Airport chaplain struck by 'profound humanity' after Brussels blasts - Catholic Courier
A man prays during a March 23 memorial gathering in Brussels following bomb attacks the previous day. Three nearly simultaneous attacks claimed the lives of dozens and injured more than 200. A man prays during a March 23 memorial gathering in Brussels following bomb attacks the previous day. Three nearly simultaneous attacks claimed the lives of dozens and injured more than 200.

Airport chaplain struck by ‘profound humanity’ after Brussels blasts

By Jonathan Luxmoore
Catholic News Service
OXFORD, England (CNS) — A Catholic priest who ministered to survivors of the attacks at Brussels airport said he was struck by the "profound humanity" shown by those caught up in the situation. 
"I’ve heard so many stories, including testimonies from those who were 15 yards away when the bombs exploded, and who were blown off their feet and injured," Father Michel Gaillard, chaplain of the Belgian capital’s Zaventem airport, told Catholic News Service March 24.
Father Gaillard said he had been traveling to Zaventem when the bombs exploded and had helped calm hundreds of passengers taken to a nearby sports hall. Many lost passports and luggage and were desperately seeking friends and relatives, he said.

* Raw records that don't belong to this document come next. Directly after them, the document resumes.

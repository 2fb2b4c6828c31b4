//! Database connection management

use mongodb::{
    Client, Collection, Database, IndexModel,
    bson::{Document, doc},
    error::Error,
    options::IndexOptions,
};
use tracing::{debug, info};

/// Collection holding one document per cart line.
pub const CART_COLLECTION: &str = "cart";

/// Collection holding placed orders.
pub const ORDERS_COLLECTION: &str = "orders";

/// Explicitly constructed store handle.
///
/// Cloning is cheap; every clone shares the driver's connection pool. The pool is only released
/// by [`Db::close`].
#[derive(Debug, Clone)]
pub struct Db {
    client: Client,
    database: Database,
}

impl Db {
    #[must_use]
    pub fn new(client: Client, database_name: &str) -> Self {
        let database = client.database(database_name);

        Self { client, database }
    }

    /// Typed handle to a collection in this database.
    #[must_use]
    pub fn collection<T: Send + Sync>(&self, name: &str) -> Collection<T> {
        self.database.collection::<T>(name)
    }

    #[must_use]
    pub fn name(&self) -> &str {
        self.database.name()
    }

    /// Round-trip a `ping` so connection problems surface at startup rather than on first use.
    ///
    /// # Errors
    ///
    /// Returns an error when the server cannot be reached.
    pub async fn ping(&self) -> Result<(), Error> {
        self.database.run_command(doc! { "ping": 1 }).await?;

        Ok(())
    }

    /// Create the indexes the services rely on.
    ///
    /// The unique `(email, userId, productId)` index is what keeps concurrent cart upserts from
    /// producing two lines for the same pair. It is scoped by owner, so a `userId` sent by one
    /// account never blocks another account's line.
    ///
    /// # Errors
    ///
    /// Returns an error when index creation fails, e.g. because duplicate cart lines already exist.
    pub async fn ensure_indexes(&self) -> Result<(), Error> {
        let cart = self.collection::<Document>(CART_COLLECTION);

        cart.create_index(
            IndexModel::builder()
                .keys(doc! { "email": 1, "userId": 1, "productId": 1 })
                .options(
                    IndexOptions::builder()
                        .name("cart_owner_user_product_unique".to_string())
                        .unique(true)
                        .build(),
                )
                .build(),
        )
        .await?;

        cart.create_index(
            IndexModel::builder()
                .keys(doc! { "email": 1, "createdAt": -1 })
                .build(),
        )
        .await?;

        self.collection::<Document>(ORDERS_COLLECTION)
            .create_index(
                IndexModel::builder()
                    .keys(doc! { "customer.email": 1, "_id": -1 })
                    .build(),
            )
            .await?;

        debug!(database = self.name(), "ensured collection indexes");

        Ok(())
    }

    /// Drop the whole database. Only used by test teardown.
    ///
    /// # Errors
    ///
    /// Returns an error when the drop command fails.
    pub async fn drop_database(&self) -> Result<(), Error> {
        self.database.drop().await
    }

    /// Close the underlying client and wait for in-flight operations to finish.
    pub async fn close(self) {
        info!(database = self.name(), "closing database client");

        self.client.shutdown().await;
    }
}

/// Connect to `MongoDB` without touching the server.
///
/// # Errors
///
/// Returns an error if the connection string cannot be parsed.
pub async fn connect(uri: &str, database_name: &str) -> Result<Db, Error> {
    let client = Client::with_uri_str(uri).await?;

    Ok(Db::new(client, database_name))
}

/// Connect, verify the server is reachable, and ensure indexes.
///
/// # Errors
///
/// Returns an error if any of the three steps fails.
pub async fn init(uri: &str, database_name: &str) -> Result<Db, Error> {
    let db = connect(uri, database_name).await?;

    db.ping().await?;
    db.ensure_indexes().await?;

    info!(database = database_name, "database ready");

    Ok(db)
}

He added that he had helped counsel numerous Catholics who sought his support, as well as American tourists, students and employees who were at the airport during the March 22 rush-hour blasts. He said Orthodox, Protestant and Jewish airport chaplains also had offered spiritual and pastoral help to those affected.
"Some people have asked me to pray with them and for them, while others have just needed to talk about what happened to them," the Catholic chaplain said.
"In a world where finance is often considered the most important thing, this event has reminded us of our vulnerability — as well as of the bonds of profound humanity we reveal in showing care and compassion for each other. This is the great lesson I take from what’s happened."
"We should remember the airport is a large community, all of which has been affected," he added. "Although people are still in shock, I’m moved by how many have placed themselves at the service of the injured and traumatized."
Father Gaillard, who has served as a chaplain at the airport for 10 years, said he was hoping to get a list of all the injured and visit each of them.
Belgium’s Health Ministry said March 24 more than 60 people remained in critical condition after explosions at Zaventem and the city’s Maelbeek metro station.
"Most of those affected here were common, simple people, catching planes for holidays, to visit family members over Easter or to do their jobs," he said.
"We’ll have to see if this dreadful event makes people more open to the values of faith — that’s a question for tomorrow, whereas what matters today is aiding friends and colleagues," he told CNS.
Father Gaillard said he was aware media discussion had turned toward the failure of Belgium’s security services and the government of Prime Minister Charles Michel to predict the attacks, for which the Islamic State group claimed credit. However, he said police and officials at the scene should be thanked for "showing courage and doing their best."
"Instead of making negative assessments, I think we should thank the police and medical staff who’ve done such a huge job in the face of such difficulties."
The previous night, Father Gaillard and Auxiliary Bishop Leon Lemmens of Mechelen-Brussels joined other Christian leaders at the Catholic church in Zaventem, outside Brussels. The Belgian church’s Cathobel news agency said Bishop Lemmens had thanked airport staff and local residents for the "solidarity and closeness" shown to the 11 killed and dozens injured by the airport bomb blasts.